»»

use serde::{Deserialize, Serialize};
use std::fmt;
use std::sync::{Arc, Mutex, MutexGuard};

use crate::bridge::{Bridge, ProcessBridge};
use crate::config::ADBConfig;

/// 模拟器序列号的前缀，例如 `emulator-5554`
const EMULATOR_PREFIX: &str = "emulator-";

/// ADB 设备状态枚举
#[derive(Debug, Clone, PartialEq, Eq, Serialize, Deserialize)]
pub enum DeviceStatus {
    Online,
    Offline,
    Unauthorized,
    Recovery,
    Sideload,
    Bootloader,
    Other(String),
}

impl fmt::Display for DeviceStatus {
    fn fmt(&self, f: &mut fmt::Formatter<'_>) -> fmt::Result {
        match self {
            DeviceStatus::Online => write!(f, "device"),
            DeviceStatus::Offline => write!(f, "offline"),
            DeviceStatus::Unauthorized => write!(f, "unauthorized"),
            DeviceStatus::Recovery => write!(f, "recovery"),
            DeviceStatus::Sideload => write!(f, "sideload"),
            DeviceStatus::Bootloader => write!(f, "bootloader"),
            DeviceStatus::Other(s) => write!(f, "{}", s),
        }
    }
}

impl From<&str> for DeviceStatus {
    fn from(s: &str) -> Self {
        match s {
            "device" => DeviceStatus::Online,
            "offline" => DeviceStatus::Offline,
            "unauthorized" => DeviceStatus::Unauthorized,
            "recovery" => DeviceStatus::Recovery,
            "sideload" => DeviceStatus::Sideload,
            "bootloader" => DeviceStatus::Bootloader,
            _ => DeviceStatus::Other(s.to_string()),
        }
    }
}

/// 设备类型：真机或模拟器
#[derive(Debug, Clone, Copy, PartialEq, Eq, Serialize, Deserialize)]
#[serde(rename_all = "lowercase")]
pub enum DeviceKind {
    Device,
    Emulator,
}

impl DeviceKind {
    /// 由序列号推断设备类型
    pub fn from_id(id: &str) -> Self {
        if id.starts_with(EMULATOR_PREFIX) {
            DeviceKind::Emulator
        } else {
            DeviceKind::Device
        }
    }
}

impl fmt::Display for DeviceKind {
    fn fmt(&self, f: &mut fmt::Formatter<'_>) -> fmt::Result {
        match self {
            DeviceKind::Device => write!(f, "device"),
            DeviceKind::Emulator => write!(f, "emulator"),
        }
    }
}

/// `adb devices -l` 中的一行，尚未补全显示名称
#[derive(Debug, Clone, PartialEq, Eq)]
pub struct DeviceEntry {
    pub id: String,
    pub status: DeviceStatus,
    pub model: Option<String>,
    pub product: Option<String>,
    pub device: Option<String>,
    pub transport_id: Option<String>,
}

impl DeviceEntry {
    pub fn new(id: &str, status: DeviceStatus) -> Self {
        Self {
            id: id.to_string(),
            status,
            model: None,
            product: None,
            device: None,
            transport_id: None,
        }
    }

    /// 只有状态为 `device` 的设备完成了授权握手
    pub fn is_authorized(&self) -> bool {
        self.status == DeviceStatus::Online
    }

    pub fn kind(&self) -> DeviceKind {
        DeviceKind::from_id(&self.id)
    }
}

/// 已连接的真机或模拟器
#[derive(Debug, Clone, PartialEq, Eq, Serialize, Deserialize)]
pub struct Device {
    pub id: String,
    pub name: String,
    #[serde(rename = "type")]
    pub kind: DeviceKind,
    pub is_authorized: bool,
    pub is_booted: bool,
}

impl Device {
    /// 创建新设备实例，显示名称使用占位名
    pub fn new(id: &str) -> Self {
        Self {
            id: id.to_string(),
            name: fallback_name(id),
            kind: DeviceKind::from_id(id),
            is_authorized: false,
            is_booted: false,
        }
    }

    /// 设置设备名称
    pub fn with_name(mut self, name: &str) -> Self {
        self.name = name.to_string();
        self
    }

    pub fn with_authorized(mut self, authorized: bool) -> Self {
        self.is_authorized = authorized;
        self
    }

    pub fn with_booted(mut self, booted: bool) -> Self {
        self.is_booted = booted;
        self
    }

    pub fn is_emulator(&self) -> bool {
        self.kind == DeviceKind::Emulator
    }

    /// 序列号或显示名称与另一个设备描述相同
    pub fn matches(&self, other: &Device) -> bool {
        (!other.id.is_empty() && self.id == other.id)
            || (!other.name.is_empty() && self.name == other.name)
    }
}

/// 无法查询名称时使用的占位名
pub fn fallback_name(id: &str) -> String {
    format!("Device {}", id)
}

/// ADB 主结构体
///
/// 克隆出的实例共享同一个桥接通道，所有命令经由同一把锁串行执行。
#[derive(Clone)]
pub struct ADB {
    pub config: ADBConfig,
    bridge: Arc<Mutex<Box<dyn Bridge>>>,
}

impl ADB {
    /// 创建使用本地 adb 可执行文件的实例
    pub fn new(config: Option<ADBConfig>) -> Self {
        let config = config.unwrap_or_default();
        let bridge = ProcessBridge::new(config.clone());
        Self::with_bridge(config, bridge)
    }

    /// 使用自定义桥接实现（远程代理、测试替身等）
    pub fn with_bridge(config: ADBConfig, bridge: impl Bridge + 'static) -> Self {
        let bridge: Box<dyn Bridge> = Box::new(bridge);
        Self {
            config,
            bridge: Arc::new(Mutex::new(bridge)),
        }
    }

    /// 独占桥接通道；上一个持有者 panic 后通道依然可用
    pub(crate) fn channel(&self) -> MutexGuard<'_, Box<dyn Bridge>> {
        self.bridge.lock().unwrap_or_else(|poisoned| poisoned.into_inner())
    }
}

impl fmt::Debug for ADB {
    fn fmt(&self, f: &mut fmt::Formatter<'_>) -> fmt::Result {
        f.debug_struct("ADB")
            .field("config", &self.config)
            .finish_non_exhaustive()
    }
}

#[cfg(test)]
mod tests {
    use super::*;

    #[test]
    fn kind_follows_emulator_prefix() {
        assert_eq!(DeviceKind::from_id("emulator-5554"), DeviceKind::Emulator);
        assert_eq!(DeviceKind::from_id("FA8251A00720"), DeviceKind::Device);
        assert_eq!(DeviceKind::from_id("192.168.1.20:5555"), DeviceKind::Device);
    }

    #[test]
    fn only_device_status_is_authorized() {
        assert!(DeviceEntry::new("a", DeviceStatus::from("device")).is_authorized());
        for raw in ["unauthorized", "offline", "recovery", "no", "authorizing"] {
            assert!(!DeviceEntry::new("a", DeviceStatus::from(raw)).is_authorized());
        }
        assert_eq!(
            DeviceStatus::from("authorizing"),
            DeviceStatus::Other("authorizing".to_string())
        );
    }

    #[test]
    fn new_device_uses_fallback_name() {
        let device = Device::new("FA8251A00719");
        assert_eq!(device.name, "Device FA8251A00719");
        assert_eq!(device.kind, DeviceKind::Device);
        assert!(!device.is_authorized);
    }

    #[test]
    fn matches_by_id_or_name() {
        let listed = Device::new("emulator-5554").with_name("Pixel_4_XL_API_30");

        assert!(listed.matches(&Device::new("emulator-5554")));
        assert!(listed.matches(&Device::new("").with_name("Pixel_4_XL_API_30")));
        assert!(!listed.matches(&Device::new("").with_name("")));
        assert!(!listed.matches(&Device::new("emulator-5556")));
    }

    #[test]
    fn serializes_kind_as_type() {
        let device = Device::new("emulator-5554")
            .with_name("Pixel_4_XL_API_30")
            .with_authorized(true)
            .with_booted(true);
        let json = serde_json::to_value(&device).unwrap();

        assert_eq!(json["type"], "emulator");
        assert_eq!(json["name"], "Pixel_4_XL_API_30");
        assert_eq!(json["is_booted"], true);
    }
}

««
»»

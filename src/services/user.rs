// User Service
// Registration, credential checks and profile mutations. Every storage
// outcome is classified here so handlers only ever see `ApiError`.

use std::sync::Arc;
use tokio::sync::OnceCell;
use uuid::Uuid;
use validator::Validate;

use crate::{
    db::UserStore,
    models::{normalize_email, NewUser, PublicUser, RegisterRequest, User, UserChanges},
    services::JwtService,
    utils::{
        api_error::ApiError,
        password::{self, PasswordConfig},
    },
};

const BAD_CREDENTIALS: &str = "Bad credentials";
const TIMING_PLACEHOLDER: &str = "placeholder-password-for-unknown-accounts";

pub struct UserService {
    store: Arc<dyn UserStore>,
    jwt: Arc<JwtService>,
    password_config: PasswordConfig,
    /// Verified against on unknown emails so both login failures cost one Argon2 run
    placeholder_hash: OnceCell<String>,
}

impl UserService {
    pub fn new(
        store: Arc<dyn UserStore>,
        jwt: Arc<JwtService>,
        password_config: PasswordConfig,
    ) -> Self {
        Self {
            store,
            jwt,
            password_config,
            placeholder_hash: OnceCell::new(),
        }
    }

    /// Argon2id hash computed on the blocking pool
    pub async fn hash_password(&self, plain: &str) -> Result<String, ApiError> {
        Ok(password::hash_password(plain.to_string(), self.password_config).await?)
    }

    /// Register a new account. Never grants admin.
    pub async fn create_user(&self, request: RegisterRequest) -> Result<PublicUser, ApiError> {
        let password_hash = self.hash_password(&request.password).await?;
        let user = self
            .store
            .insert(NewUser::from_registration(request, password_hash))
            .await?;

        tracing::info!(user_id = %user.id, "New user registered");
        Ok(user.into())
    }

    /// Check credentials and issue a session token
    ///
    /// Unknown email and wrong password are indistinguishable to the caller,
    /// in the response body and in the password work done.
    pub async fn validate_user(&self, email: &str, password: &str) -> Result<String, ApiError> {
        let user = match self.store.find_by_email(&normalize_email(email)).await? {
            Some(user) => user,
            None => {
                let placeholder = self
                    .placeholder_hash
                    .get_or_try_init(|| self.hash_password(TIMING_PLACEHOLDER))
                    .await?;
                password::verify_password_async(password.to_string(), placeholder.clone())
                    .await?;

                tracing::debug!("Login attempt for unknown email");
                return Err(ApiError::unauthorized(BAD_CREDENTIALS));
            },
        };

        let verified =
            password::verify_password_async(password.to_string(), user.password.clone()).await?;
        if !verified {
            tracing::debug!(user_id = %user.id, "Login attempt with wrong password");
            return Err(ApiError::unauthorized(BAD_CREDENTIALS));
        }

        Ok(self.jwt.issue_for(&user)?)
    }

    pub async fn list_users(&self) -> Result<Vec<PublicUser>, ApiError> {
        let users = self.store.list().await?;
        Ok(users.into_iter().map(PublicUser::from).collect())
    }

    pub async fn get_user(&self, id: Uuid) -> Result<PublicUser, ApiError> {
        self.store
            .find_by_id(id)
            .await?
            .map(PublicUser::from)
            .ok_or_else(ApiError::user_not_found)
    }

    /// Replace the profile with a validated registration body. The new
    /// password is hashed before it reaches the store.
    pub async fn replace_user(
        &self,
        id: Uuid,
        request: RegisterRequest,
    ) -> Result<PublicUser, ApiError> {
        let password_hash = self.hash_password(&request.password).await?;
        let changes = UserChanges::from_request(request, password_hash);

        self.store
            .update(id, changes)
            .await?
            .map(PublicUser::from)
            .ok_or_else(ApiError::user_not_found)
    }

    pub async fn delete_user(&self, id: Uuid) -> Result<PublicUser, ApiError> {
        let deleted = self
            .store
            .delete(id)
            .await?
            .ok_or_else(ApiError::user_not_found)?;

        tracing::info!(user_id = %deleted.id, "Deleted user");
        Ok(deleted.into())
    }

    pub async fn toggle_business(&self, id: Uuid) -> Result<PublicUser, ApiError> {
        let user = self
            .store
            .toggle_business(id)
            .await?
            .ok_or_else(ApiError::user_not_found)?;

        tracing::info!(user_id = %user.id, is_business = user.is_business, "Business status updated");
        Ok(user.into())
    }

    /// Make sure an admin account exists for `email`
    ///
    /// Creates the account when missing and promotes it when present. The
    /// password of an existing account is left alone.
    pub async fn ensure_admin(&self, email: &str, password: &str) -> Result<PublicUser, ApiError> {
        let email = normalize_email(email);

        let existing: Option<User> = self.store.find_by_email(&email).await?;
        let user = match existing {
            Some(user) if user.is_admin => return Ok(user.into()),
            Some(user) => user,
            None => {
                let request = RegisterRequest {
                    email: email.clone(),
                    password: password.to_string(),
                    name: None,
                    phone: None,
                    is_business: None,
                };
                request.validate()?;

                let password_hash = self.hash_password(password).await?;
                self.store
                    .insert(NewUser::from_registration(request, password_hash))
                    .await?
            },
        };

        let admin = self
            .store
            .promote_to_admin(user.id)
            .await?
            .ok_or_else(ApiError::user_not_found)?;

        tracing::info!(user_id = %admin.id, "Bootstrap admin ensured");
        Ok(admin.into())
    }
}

««

In the data above, find each line that has the word "Option" and copy it out.

    pub model: Option<String>,
    pub product: Option<String>,
    pub device: Option<String>,
    pub transport_id: Option<String>,
    pub fn new(config: Option<ADBConfig>) -> Self {
        let existing: Option<User> = self.store.find_by_email(&email).await?;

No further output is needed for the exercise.